La identidad compleja: hacia una nueva conciencia
Si estas reflexiones responden a la realidad,entonces pueden servirnos para entender un poco mejor lo que nos está sucediendo. Yo lo resumiría en una de las categorías utilizadas por uno de los premios nóbel de literatura, Amin Malouf en su obra “Identidades asesinas”: se trata de la categoría de la “identidad compleja”.
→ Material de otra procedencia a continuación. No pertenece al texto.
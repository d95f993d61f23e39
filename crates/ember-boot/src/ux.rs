// SPDX-License-Identifier: Apache-2.0
// Copyright 2024-2026 Ember Systems Inc.

//! Error UX surface
//!
//! The renderer itself (fonts, menus, pixels) lives outside the core; this
//! module defines the contract. Two prompts exist:
//!
//! - [`Ux::prompt_user`]: the error screen for a degraded trust state. The
//!   returned target is authoritative; the orchestrator only constrains it
//!   when the policy demands a power off.
//! - [`Ux::prompt_boot_target`]: the crash-event / not-bootable menu
//!   letting the user pick the next boot target directly.

use crate::target::BootTarget;
use crate::trust::TrustState;

/// Why the user is being interrupted
#[derive(Debug, Clone, Copy, PartialEq, Eq)]
pub enum UxErrorCode {
    /// No error; menu entered voluntarily (crashmode fast path)
    None,
    /// Platform secure boot is disabled
    SecureBootOff,
    /// Device is unlocked
    DeviceUnlocked,
    /// Image verified against a non-OEM certificate
    UntrustedImage,
    /// Image failed verification
    RedState,
    /// Recovery image failed verification
    BadRecoveryImage,
    /// No bootable slot or image remains
    NotBootable,
    /// Repeated watchdog/panic resets detected
    CrashEvent,
}

/// UX renderer contract
pub trait Ux {
    /// Show the vendor splash
    fn display_splash(&mut self);

    /// Show the low-battery screen for `seconds`, then return
    fn display_low_battery(&mut self, seconds: u32);

    /// Show the empty-battery/charging screen
    fn display_empty_battery(&mut self);

    /// Warn the user about a degraded trust state and let them choose how
    /// to continue
    ///
    /// `key_digest` carries the SHA-256 of the verifying certificate's
    /// public key for the untrusted-image warning, so the user can match
    /// it against a known value. When `force_power_off` is set the only
    /// honored choices are power off and crashmode.
    fn prompt_user(
        &mut self,
        code: UxErrorCode,
        force_power_off: bool,
        state: TrustState,
        key_digest: Option<&[u8; 32]>,
    ) -> BootTarget;

    /// Let the user pick the next boot target (crash-event menu,
    /// not-bootable menu)
    fn prompt_boot_target(&mut self, code: UxErrorCode) -> BootTarget;
}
Me explico: a lo largo de nuestra vida, nuestra identidad personal se vuelve cada vez más compleja. Todos los procesos formativos, en todos los aspectos en que se realizan, configuran nuestra identidad. Nos vamos identificando progresivamente, pero ésto no quiere decir, que lo hagamos armónica y equilibradamente. Hay en nosotros, con frecuencia, una especie de lucha entre identidades, o de negociación también entre ellas. No es fácil armonizar la identidad de artista -casi siempre un poco bohemio- con la de religioso “regular”, es decir, sometido a Regla, a horario, a no pocas prescripciones. No es fácil armonizar una fuerte identidad nacional, política, en una institución que exige disponibilidad, apertura. Y así, podría multiplicarse los ejemplos. El resultado es que, sin darnos cuenta, en una determinada etapa de la vida, nuestra identidad es una red de identidades diferentes, contrapuestas, negociadas. En esa lucha o negociación, alguna identidad pierde, otra identidad se impone. Puede haber casos, en los cuales una identidad exija el sacrificio y la oblación de las otras. Si esto acontece hacia afuera… puede entonces asumir la forma de guerras de religión, terrorismos nacionalistas, fundamentalismos, choque de civilizaciones.
El mantenimiento de una identidad requiere, por lo tanto, un cierto grado de des-conexión, de alejamiento, de auto-protección y defensa. De no ser así, uno cae fácilmente en una pérdida de perfiles identificadores, aunque también comienza a ocupar espacios más amplios de encuntro con los otros.
En una próxima reflexión seguiremos pensando en las posibles salidas a esta situación que tanto nos afecta.